Doing this is not wallowing in self-pity.  It is taking charge of our lives, having the courage to stop avoiding doing the work (and yes, it is work) of successfully resolving our relationship with our parents, so that we can move on with life in a positive way.  

I am going to post later on the exact steps that a person can take to successfully resolve their relationships with their parents, but first I am going to talk for awhile about different types of parents and children.

Can I be the first to say this?:

My parents for all their minor faults did a great job.  That I am a worthless piece of fuck is my own doing.  There- that felt good!

Can we all shout this from our windows tonight?

Oh Paddy C. wher is thy sting....

Sully
Mad as hell and not gonna take it anymore!

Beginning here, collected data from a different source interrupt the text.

/// Alias of the entity's own table in every SELECT.
pub const MAIN_ALIAS: &str = "main";

/// Maximum related rows embedded in a multi-valued relation preview.
pub const PREVIEW_LIMIT: u32 = 10;

/// Quote identifier for PostgreSQL (safe: only from settings).
pub(crate) fn quoted(s: &str) -> String {
    format!("\"{}\"", s.replace('"', "\"\""))
}

pub(crate) fn qualified_table(schema: &str, table: &str) -> String {
    format!("{}.{}", quoted(schema), quoted(table))
}

/// String literal for identifiers used as JSON keys.
fn literal(s: &str) -> String {
    format!("'{}'", s.replace('\'', "''"))
}

pub(crate) fn column_ref(alias: &str, col: &ColumnInfo) -> String {
    format!("{}.{}", alias, quoted(&col.column))
}

#[derive(Debug, Default)]
pub struct QueryBuf {
    pub sql: String,
    pub params: Vec<PgBindValue>,
    aliases: u32,
}

impl QueryBuf {
    pub fn new() -> Self {
        QueryBuf::default()
    }

    /// Bind `v` and return its placeholder with a cast, e.g. `$3::int4`.
    pub fn push_param(&mut self, v: &Value, pg_type: &str) -> String {
        self.params.push(PgBindValue::for_type(v, pg_type));
        format!("${}::{}", self.params.len(), pg_type)
    }

    /// Like [`push_param`](Self::push_param) but honours column encodings (bytes travel as base64).
    pub fn push_column_param(&mut self, v: &Value, col: &ColumnInfo) -> String {
        if col.scalar == ScalarType::Bytes && !col.is_list {
            let ph = self.push_param(v, "text");
            return format!("decode({}, 'base64')", ph);
        }
        self.push_param(v, &col.pg_type)
    }

    /// Fresh table alias for subqueries (`t0`, `t1`, ...).
    pub fn next_alias(&mut self) -> String {
        let a = format!("t{}", self.aliases);
        self.aliases += 1;
        a
    }
}

/// Output expression for a column; types sqlx cannot decode into JSON directly are converted in SQL.
fn select_expr(alias: &str, col: &ColumnInfo) -> String {
    let r = column_ref(alias, col);
    if col.is_list {
        return format!("to_jsonb({})", r);
    }
    match col.scalar {
        ScalarType::Decimal | ScalarType::Enum(_) => format!("{}::text", r),
        ScalarType::DateTime if col.is_time_of_day() => format!("{}::text", r),
        ScalarType::Bytes => format!("encode({}, 'base64')", r),
        _ => r,
    }
}

/// Target rows of a relation as seen from `alias`: FROM clause plus correlation condition.
pub(crate) struct RelationSource {
    pub alias: String,
    pub from: String,
    pub on: String,
}

pub(crate) fn relation_source(
    q: &mut QueryBuf,
    entity: &ResolvedEntity,
    target: &ResolvedEntity,
    rel: &RelationInfo,
    alias: &str,
) -> RelationSource {
    let t = q.next_alias();
    let table = qualified_table(&target.schema_name, &target.table_name);
    match &rel.link {
        RelationLink::Forward { pairs } | RelationLink::Backward { pairs } => {
            let on = pairs
                .iter()
                .map(|(ours, theirs)| format!("{}.{} = {}.{}", t, quoted(theirs), alias, quoted(ours)))
                .collect::<Vec<_>>()
                .join(" AND ");
            RelationSource {
                from: format!("{} {}", table, t),
                on,
                alias: t,
            }
        }
        RelationLink::JoinTable {
            table: join_table,
            our_column,
            their_column,
        } => {
            let j = q.next_alias();
            let from = format!(
                "{} {} JOIN {} {} ON {}.{} = {}",
                table,
                t,
                qualified_table(&entity.schema_name, join_table),
                j,
                j,
                quoted(their_column),
                column_ref(&t, target.id_column())
            );
            let on = format!("{}.{} = {}", j, quoted(our_column), column_ref(alias, entity.id_column()));
            RelationSource { alias: t, from, on }
        }
    }
}

pub(crate) fn target_of<'a>(settings: &'a ResolvedSettings, rel: &RelationInfo) -> Result<&'a ResolvedEntity, AppError> {
    settings
        .entity(&rel.target)
        .ok_or_else(|| AppError::Internal(format!("relation target '{}' not resolved", rel.target)))
}

/// `json_build_object` of the target's id and preview fields.
fn preview_object(target: &ResolvedEntity, rel: &RelationInfo, alias: &str) -> String {
    let mut fields = vec![target.id_field.as_str()];
    for f in &rel.preview_fields {
        if !fields.contains(&f.as_str()) {
            fields.push(f);
        }
    }
    let pairs: Vec<String> = fields
        .iter()
        .filter_map(|f| target.column(f))
        .map(|c| format!("{}, {}", literal(&c.field), select_expr(alias, c)))
        .collect();
    format!("json_build_object({})", pairs.join(", "))
}

fn preview_subquery(
    q: &mut QueryBuf,
    settings: &ResolvedSettings,
    entity: &ResolvedEntity,
    rel: &RelationInfo,
) -> Result<String, AppError> {
    let target = target_of(settings, rel)?;
    let src = relation_source(q, entity, target, rel, MAIN_ALIAS);
    let sql = if !rel.is_multi() {
        format!(
            "(SELECT {} FROM {} WHERE {} LIMIT 1)",
            preview_object(target, rel, &src.alias),
            src.from,
            src.on
        )
    } else if rel.presentation.display_mode == RelationDisplayMode::Count {
        format!("(SELECT COUNT(*) FROM {} WHERE {})", src.from, src.on)
    } else {
        format!(
            "(SELECT COALESCE(json_agg(p.preview), '[]'::json) FROM (SELECT {} AS preview FROM {} WHERE {} ORDER BY {} LIMIT {}) p)",
            preview_object(target, rel, &src.alias),
            src.from,
            src.on,
            column_ref(&src.alias, target.id_column()),
            PREVIEW_LIMIT
        )
    };
    Ok(sql)
}

/// Read-visible columns (id always) as `main."col" AS "field"`, then relation previews.
fn select_list(
    q: &mut QueryBuf,
    settings: &ResolvedSettings,
    entity: &ResolvedEntity,
    previews: bool,
) -> Result<String, AppError> {
    let mut parts: Vec<String> = entity
        .columns
        .iter()
        .filter(|c| c.visibility.read || c.field == entity.id_field)
        .map(|c| format!("{} AS {}", select_expr(MAIN_ALIAS, c), quoted(&c.field)))
        .collect();
    if previews {
        for rel in entity.relations.iter().filter(|r| r.visibility.read) {
            let sub = preview_subquery(q, settings, entity, rel)?;
            parts.push(format!("{} AS {}", sub, quoted(&rel.field)));
        }
    }
    Ok(parts.join(", "))
}

fn where_sql(
    q: &mut QueryBuf,
    settings: &ResolvedSettings,
    entity: &ResolvedEntity,
    filter: Option<&Value>,
) -> Result<String, AppError> {
    match filter {
        Some(w) => compile_where(q, settings, entity, MAIN_ALIAS, w),
        None => Ok("TRUE".into()),
    }
}

fn main_table(entity: &ResolvedEntity) -> String {
    format!("{} {}", qualified_table(&entity.schema_name, &entity.table_name), MAIN_ALIAS)
}

/// What a list or export SELECT returns.
pub struct SelectSpec<'a> {
    pub filter: Option<&'a Value>,
    pub order_by: &'a ColumnInfo,
    pub order: SortOrder,
    pub limit: Option<u32>,
    pub offset: u64,
    /// Embed relation previews (list view); export leaves them out.
    pub previews: bool,
}

pub fn select_rows(
    settings: &ResolvedSettings,
    entity: &ResolvedEntity,
    spec: &SelectSpec<'_>,
) -> Result<QueryBuf, AppError> {
    let mut q = QueryBuf::new();
    let cols = select_list(&mut q, settings, entity, spec.previews)?;
    let cond = where_sql(&mut q, settings, entity, spec.filter)?;
    let id = entity.id_column();
    let mut order = format!("{} {}", column_ref(MAIN_ALIAS, spec.order_by), spec.order.as_sql());
    if spec.order_by.field != id.field {
        order.push_str(&format!(", {} ASC", column_ref(MAIN_ALIAS, id)));
    }
    let limit_clause = spec.limit.map(|n| format!(" LIMIT {}", n)).unwrap_or_default();
    let offset_clause = if spec.offset > 0 {
        format!(" OFFSET {}", spec.offset)
    } else {
        String::new()
    };
    q.sql = format!(
        "SELECT {} FROM {} WHERE {} ORDER BY {}{}{}",
        cols,
        main_table(entity),
        cond,
        order,
        limit_clause,
        offset_clause
    );
    Ok(q)
}

pub fn count(settings: &ResolvedSettings, entity: &ResolvedEntity, filter: Option<&Value>) -> Result<QueryBuf, AppError> {
    let mut q = QueryBuf::new();
    let cond = where_sql(&mut q, settings, entity, filter)?;
    q.sql = format!("SELECT COUNT(*) AS count FROM {} WHERE {}", main_table(entity), cond);
    Ok(q)
}

/// SELECT one row by id, with relation previews.
pub fn select_by_id(settings: &ResolvedSettings, entity: &ResolvedEntity, id: &Value) -> Result<QueryBuf, AppError> {
    let mut q = QueryBuf::new();
    let cols = select_list(&mut q, settings, entity, true)?;
    let id_col = entity.id_column();
    let ph = q.push_column_param(id, id_col);
    q.sql = format!(
        "SELECT {} FROM {} WHERE {} = {}",
        cols,
        main_table(entity),
        column_ref(MAIN_ALIAS, id_col),
        ph
    );
    Ok(q)
}

fn returning_id(entity: &ResolvedEntity) -> String {
    let id = entity.id_column();
    format!("RETURNING {}::text AS {}", quoted(&id.column), quoted(&id.field))
}

/// INSERT the record's columns (keys are field names); absent columns take their database default.
pub fn insert(entity: &ResolvedEntity, record: &Map<String, Value>) -> QueryBuf {
    let mut q = QueryBuf::new();
    let table = qualified_table(&entity.schema_name, &entity.table_name);
    let mut cols = Vec::new();
    let mut placeholders = Vec::new();
    for c in &entity.columns {
        if let Some(v) = record.get(&c.field) {
            placeholders.push(q.push_column_param(v, c));
            cols.push(quoted(&c.column));
        }
    }
    q.sql = if cols.is_empty() {
        format!("INSERT INTO {} DEFAULT VALUES {}", table, returning_id(entity))
    } else {
        format!(
            "INSERT INTO {} ({}) VALUES ({}) {}",
            table,
            cols.join(", "),
            placeholders.join(", "),
            returning_id(entity)
        )
    };
    q
}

now that was good-  I don't even try to read 'em.  Doc Phil as Hobbyist or vice versa- tis weird.

Sigmund Fraud1573 reads

Silly me!  I have been doing it wrong all these years!  Instead of taking out my anger by pounding the crap out of the other guy's face, I should resolve this by seeing more providers!  More women respond to me sexually & my wife doesn't control me because I'm having sex with whoever I want!  No more .44 Magnum for me, it's Trojan Magnum XL for me now on!  Thanks doc, I just killed three birds with one stone, & I didn't even have to reload!  Thanks for your psychoanalysis for dummies 101 course.  I am a much better person for it.  Now did you reach your hypothesis by the "throwing it on the wall & seeing what sticks method", or by the "throw it & see which one goes farther method"?  Personally, the latter works better for me!  But maybe that's just my hyper masculinity speaking because I'm so "terrified of intimacy".  Can't you just feel all the "masculine tenderness" in this post!